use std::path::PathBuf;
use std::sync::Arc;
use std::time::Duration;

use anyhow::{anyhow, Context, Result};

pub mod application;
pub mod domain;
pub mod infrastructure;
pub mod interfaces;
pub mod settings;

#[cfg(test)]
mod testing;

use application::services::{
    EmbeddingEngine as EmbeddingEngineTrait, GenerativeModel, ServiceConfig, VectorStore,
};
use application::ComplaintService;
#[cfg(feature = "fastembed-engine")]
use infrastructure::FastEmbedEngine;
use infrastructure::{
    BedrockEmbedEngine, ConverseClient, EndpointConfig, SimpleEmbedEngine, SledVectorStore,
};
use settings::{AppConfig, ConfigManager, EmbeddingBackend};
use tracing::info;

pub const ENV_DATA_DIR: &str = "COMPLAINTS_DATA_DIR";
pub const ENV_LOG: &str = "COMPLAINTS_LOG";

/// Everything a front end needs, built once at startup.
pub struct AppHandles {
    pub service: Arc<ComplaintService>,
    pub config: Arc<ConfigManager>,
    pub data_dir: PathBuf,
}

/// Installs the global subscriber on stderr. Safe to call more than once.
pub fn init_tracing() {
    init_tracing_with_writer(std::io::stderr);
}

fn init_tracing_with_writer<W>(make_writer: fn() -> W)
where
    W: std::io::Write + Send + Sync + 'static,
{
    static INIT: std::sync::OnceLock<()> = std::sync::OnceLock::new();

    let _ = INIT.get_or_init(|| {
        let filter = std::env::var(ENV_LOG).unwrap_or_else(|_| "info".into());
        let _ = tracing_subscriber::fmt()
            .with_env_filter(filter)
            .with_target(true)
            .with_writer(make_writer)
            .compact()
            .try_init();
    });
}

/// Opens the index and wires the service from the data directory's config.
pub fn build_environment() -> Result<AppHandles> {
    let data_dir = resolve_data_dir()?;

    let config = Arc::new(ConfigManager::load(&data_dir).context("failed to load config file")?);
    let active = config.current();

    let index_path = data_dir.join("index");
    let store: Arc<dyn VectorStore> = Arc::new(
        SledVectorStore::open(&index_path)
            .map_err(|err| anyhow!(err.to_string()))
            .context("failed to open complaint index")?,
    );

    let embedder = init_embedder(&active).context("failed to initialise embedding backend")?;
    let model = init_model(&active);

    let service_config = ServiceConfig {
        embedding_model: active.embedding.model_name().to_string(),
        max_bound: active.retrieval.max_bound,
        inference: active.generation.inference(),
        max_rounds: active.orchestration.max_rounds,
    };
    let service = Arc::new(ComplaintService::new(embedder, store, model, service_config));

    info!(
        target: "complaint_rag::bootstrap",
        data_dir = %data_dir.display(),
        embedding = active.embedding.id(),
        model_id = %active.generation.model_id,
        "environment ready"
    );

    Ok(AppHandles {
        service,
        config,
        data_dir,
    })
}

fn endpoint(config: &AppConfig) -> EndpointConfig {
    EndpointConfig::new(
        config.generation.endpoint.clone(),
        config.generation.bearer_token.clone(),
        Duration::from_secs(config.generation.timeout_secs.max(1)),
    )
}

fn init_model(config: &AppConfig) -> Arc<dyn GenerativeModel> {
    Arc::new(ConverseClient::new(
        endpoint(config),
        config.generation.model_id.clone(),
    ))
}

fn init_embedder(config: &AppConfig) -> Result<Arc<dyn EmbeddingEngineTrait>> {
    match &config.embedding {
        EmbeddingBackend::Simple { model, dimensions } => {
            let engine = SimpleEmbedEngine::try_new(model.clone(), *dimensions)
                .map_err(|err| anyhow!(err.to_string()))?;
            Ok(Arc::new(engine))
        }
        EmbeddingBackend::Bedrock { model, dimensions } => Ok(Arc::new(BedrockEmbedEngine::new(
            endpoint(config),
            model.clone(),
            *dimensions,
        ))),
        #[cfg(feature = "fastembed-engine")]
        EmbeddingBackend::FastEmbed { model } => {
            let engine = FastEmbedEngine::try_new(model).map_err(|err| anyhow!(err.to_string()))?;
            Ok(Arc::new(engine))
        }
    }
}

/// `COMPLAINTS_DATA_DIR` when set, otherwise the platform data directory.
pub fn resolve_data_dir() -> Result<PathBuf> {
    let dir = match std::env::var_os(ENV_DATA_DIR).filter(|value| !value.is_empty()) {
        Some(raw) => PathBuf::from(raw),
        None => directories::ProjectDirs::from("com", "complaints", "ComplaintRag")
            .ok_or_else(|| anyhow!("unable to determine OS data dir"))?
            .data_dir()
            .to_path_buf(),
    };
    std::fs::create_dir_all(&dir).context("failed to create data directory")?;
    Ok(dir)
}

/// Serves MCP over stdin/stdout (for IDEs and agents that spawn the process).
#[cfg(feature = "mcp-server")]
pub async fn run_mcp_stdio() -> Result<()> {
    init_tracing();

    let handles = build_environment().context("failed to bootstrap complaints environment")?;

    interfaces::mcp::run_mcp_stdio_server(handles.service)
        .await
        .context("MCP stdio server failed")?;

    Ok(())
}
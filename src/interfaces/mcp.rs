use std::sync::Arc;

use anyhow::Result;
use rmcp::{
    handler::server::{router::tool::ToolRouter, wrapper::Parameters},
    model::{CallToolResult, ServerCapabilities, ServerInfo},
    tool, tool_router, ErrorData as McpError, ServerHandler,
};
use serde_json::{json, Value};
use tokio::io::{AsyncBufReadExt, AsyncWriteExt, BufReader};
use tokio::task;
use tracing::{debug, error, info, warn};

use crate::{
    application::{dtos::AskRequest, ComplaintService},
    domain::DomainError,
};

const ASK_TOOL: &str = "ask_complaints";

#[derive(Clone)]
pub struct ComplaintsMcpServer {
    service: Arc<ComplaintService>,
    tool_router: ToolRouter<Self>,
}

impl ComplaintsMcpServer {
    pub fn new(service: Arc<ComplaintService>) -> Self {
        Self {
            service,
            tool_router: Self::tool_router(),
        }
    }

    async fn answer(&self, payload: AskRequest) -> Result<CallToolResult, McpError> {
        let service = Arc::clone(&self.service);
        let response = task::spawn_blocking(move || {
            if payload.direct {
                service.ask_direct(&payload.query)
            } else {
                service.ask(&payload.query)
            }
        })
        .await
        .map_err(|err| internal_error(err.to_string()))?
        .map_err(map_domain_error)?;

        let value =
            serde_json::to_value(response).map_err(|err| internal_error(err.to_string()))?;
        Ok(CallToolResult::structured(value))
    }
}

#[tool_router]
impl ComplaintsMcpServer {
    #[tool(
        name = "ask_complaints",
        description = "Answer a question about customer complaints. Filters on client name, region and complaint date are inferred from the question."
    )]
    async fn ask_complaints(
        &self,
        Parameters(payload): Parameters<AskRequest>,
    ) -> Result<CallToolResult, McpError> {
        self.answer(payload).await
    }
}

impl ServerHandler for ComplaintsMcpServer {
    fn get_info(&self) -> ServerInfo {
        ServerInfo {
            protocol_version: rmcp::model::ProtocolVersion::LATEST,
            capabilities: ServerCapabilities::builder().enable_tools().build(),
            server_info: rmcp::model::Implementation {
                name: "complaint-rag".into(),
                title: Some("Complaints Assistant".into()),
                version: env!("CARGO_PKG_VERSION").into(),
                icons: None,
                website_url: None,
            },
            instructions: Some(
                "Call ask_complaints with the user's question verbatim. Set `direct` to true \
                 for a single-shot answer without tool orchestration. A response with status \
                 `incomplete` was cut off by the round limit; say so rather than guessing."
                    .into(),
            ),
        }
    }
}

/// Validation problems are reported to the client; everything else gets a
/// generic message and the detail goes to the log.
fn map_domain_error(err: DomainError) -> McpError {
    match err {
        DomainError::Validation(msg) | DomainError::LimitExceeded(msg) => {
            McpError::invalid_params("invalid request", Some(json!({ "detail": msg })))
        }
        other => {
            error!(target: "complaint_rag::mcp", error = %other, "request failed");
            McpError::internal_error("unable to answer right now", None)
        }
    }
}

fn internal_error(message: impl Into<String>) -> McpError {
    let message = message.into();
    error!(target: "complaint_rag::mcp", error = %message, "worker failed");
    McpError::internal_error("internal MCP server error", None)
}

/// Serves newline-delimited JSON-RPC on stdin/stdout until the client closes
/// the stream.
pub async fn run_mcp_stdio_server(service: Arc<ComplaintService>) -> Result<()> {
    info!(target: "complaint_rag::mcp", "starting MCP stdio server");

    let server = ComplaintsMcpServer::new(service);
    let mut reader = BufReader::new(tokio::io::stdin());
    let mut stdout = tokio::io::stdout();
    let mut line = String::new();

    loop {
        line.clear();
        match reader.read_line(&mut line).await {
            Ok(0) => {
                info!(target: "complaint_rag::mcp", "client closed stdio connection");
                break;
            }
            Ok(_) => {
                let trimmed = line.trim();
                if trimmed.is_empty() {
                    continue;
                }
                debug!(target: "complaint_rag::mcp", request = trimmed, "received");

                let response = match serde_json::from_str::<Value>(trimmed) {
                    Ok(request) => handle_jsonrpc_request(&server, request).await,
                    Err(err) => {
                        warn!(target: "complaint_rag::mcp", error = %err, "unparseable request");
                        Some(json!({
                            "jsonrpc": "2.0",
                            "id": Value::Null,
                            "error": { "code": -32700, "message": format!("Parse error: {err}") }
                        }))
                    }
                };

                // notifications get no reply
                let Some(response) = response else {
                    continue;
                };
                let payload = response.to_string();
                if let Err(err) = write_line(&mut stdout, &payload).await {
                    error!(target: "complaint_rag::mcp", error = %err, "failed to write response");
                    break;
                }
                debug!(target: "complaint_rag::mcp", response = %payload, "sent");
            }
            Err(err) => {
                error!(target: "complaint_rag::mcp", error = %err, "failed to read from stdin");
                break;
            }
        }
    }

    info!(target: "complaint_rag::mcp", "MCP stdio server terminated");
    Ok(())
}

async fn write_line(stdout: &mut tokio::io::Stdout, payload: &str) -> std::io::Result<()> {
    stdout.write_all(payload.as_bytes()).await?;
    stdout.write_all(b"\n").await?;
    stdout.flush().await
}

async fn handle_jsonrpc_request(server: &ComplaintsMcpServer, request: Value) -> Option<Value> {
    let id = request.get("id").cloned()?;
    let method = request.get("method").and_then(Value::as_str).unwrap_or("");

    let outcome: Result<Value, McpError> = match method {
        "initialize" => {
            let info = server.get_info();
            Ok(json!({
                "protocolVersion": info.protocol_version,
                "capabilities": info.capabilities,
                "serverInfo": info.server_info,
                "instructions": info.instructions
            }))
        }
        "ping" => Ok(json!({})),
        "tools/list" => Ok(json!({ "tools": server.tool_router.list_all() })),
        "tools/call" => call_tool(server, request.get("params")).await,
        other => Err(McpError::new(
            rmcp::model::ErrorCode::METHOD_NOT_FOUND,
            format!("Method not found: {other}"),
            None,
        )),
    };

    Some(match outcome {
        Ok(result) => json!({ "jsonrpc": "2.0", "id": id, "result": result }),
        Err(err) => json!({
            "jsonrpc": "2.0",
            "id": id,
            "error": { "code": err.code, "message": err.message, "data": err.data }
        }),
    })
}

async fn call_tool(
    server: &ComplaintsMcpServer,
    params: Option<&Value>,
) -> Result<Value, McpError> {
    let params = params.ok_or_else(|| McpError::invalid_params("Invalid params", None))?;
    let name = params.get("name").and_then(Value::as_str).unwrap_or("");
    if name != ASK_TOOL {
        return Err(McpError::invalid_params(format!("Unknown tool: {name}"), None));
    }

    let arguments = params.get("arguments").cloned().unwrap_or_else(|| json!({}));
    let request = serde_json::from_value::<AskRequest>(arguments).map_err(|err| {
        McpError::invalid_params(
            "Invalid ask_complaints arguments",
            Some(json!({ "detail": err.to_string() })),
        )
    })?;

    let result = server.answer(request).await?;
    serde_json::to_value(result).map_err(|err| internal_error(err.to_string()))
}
------------------------------------------------------------------------
_What is expected_
Lines from the entries that contain the string "Parameters" are what must be copied.

_Task result_
    handler::server::{router::tool::ToolRouter, wrapper::Parameters},
        Parameters(payload): Parameters<AskRequest>,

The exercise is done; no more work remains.